§ Supplied material

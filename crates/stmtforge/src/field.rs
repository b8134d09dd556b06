//! Column references and ordering.
//!
//! [`Field`] names a column (optionally with a declared type) and compares equal
//! to its bare name. [`OrderField`] adds an ascending/descending direction.

use crate::bag;
use crate::error::{StmtError, StmtResult};
use crate::ident;
use crate::setting::DbSetting;
use crate::value::DbType;
use serde::{Deserialize, Serialize};
use std::borrow::Borrow;
use std::fmt;
use std::hash::{Hash, Hasher};
use std::str::FromStr;

/// A named column reference.
///
/// Equality and hashing use the name only (case-sensitive), so a `Field`
/// is interchangeable with its bare name:
///
/// ```ignore
/// let fields: HashSet<Field> = Field::from_names(&["Id", "Name"])?.into_iter().collect();
/// assert!(fields.contains("Name"));
/// assert!(!fields.contains("name"));
/// ```
#[derive(Debug, Clone, Eq, Serialize, Deserialize)]
#[serde(try_from = "FieldRepr")]
pub struct Field {
    name: String,
    #[serde(skip_serializing_if = "Option::is_none")]
    db_type: Option<DbType>,
}

#[derive(Deserialize)]
#[serde(untagged)]
enum FieldRepr {
    Name(String),
    Full {
        name: String,
        #[serde(default)]
        db_type: Option<DbType>,
    },
}

impl TryFrom<FieldRepr> for Field {
    type Error = StmtError;

    fn try_from(repr: FieldRepr) -> StmtResult<Self> {
        match repr {
            FieldRepr::Name(name) => Field::new(name),
            FieldRepr::Full { name, db_type } => Ok(Field::new(name)?.with_db_type_opt(db_type)),
        }
    }
}

impl Field {
    /// Create a field; a blank name is a missing-input error.
    pub fn new(name: impl Into<String>) -> StmtResult<Self> {
        let name = name.into();
        if name.trim().is_empty() {
            return Err(StmtError::missing_input("field name cannot be empty"));
        }
        Ok(Self {
            name,
            db_type: None,
        })
    }

    /// Create a field that carries a declared type.
    pub fn typed(name: impl Into<String>, db_type: DbType) -> StmtResult<Self> {
        Ok(Self::new(name)?.with_db_type(db_type))
    }

    /// Build fields from a list of names, preserving order.
    pub fn from_names<S: AsRef<str>>(names: &[S]) -> StmtResult<Vec<Field>> {
        names.iter().map(|n| Field::new(n.as_ref())).collect()
    }

    /// Build fields from the member names of a bag (struct or object literal).
    pub fn parse<T: Serialize + ?Sized>(bag: &T) -> StmtResult<Vec<Field>> {
        bag::members(bag)?
            .into_iter()
            .map(|(name, _)| Field::new(name))
            .collect()
    }

    pub(crate) fn unchecked(name: impl Into<String>) -> Self {
        Self {
            name: name.into(),
            db_type: None,
        }
    }

    /// Attach a declared type.
    pub fn with_db_type(mut self, db_type: DbType) -> Self {
        self.db_type = Some(db_type);
        self
    }

    fn with_db_type_opt(mut self, db_type: Option<DbType>) -> Self {
        self.db_type = db_type;
        self
    }

    /// The column name as given.
    pub fn name(&self) -> &str {
        &self.name
    }

    /// The declared type, if any.
    pub fn db_type(&self) -> Option<DbType> {
        self.db_type
    }

    /// The quoted column name for a dialect.
    pub fn quoted(&self, setting: &DbSetting) -> String {
        ident::quote(&self.name, setting)
    }

    /// The column name without dialect quotes.
    pub fn unquoted(&self, setting: &DbSetting) -> String {
        ident::unquote(&self.name, setting)
    }
}

impl PartialEq for Field {
    fn eq(&self, other: &Self) -> bool {
        self.name == other.name
    }
}

impl Hash for Field {
    fn hash<H: Hasher>(&self, state: &mut H) {
        self.name.hash(state);
    }
}

impl Borrow<str> for Field {
    fn borrow(&self) -> &str {
        &self.name
    }
}

impl PartialEq<str> for Field {
    fn eq(&self, other: &str) -> bool {
        self.name == other
    }
}

impl PartialEq<&str> for Field {
    fn eq(&self, other: &&str) -> bool {
        self.name == *other
    }
}

impl PartialEq<String> for Field {
    fn eq(&self, other: &String) -> bool {
        &self.name == other
    }
}

impl PartialEq<Field> for str {
    fn eq(&self, other: &Field) -> bool {
        self == other.name
    }
}

impl PartialEq<Field> for &str {
    fn eq(&self, other: &Field) -> bool {
        *self == other.name
    }
}

impl TryFrom<&str> for Field {
    type Error = StmtError;

    fn try_from(name: &str) -> StmtResult<Self> {
        Field::new(name)
    }
}

impl fmt::Display for Field {
    fn fmt(&self, f: &mut fmt::Formatter<'_>) -> fmt::Result {
        f.write_str(&self.name)
    }
}

/// Sort direction.
#[derive(Debug, Clone, Copy, PartialEq, Eq, Hash, Default, Serialize, Deserialize)]
#[serde(try_from = "String", into = "String")]
pub enum Order {
    #[default]
    Ascending,
    Descending,
}

impl Order {
    /// The SQL keyword.
    pub fn as_sql(self) -> &'static str {
        match self {
            Order::Ascending => "ASC",
            Order::Descending => "DESC",
        }
    }
}

impl FromStr for Order {
    type Err = StmtError;

    fn from_str(s: &str) -> StmtResult<Self> {
        match s.trim().to_ascii_lowercase().as_str() {
            "asc" | "ascending" => Ok(Order::Ascending),
            "desc" | "descending" => Ok(Order::Descending),
            other => Err(StmtError::invalid_operation(format!(
                "'{other}' is not a valid order direction"
            ))),
        }
    }
}

impl TryFrom<String> for Order {
    type Error = StmtError;

    fn try_from(s: String) -> StmtResult<Self> {
        s.parse()
    }
}

impl From<Order> for String {
    fn from(order: Order) -> Self {
        match order {
            Order::Ascending => "Ascending".to_string(),
            Order::Descending => "Descending".to_string(),
        }
    }
}

/// A field with a sort direction, rendered as `<quoted-name> ASC|DESC`.
///
/// Two order fields are equal only if both the name and the direction match.
#[derive(Debug, Clone, PartialEq, Eq, Hash, Serialize, Deserialize)]
pub struct OrderField {
    name: String,
    #[serde(default)]
    order: Order,
}

impl OrderField {
    /// Create an order field; a blank name is a missing-input error.
    pub fn new(name: impl Into<String>, order: Order) -> StmtResult<Self> {
        let field = Field::new(name)?;
        Ok(Self {
            name: field.name,
            order,
        })
    }

    pub fn ascending(name: impl Into<String>) -> StmtResult<Self> {
        Self::new(name, Order::Ascending)
    }

    pub fn descending(name: impl Into<String>) -> StmtResult<Self> {
        Self::new(name, Order::Descending)
    }

    /// Parse ordered `name -> direction` pairs from a bag.
    ///
    /// Each member value must be a direction string (`"Ascending"`,
    /// `"DESC"`, ...). Member order becomes the ORDER BY column order.
    pub fn parse<T: Serialize + ?Sized>(bag: &T) -> StmtResult<Vec<OrderField>> {
        bag::members(bag)?
            .into_iter()
            .map(|(name, value)| {
                let serde_json::Value::String(direction) = value else {
                    return Err(StmtError::invalid_operation(format!(
                        "the order of '{name}' must be a direction string"
                    )));
                };
                OrderField::new(name, direction.parse()?)
            })
            .collect()
    }

    pub fn name(&self) -> &str {
        &self.name
    }

    pub fn order(&self) -> Order {
        self.order
    }

    /// Render `<quoted-name> ASC|DESC`.
    pub fn get_string(&self, setting: &DbSetting) -> String {
        format!("{} {}", ident::quote(&self.name, setting), self.order.as_sql())
    }

    /// The plain field this order field sorts by.
    pub fn as_field(&self) -> Field {
        Field::unchecked(self.name.clone())
    }
}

§ Work request
Among the lines of the data, identify those with the word "Debug". Copy each of them.

§ Solution to this task
#[derive(Debug, Clone, Eq, Serialize, Deserialize)]
#[derive(Debug, Clone, Copy, PartialEq, Eq, Hash, Default, Serialize, Deserialize)]
#[derive(Debug, Clone, PartialEq, Eq, Hash, Serialize, Deserialize)]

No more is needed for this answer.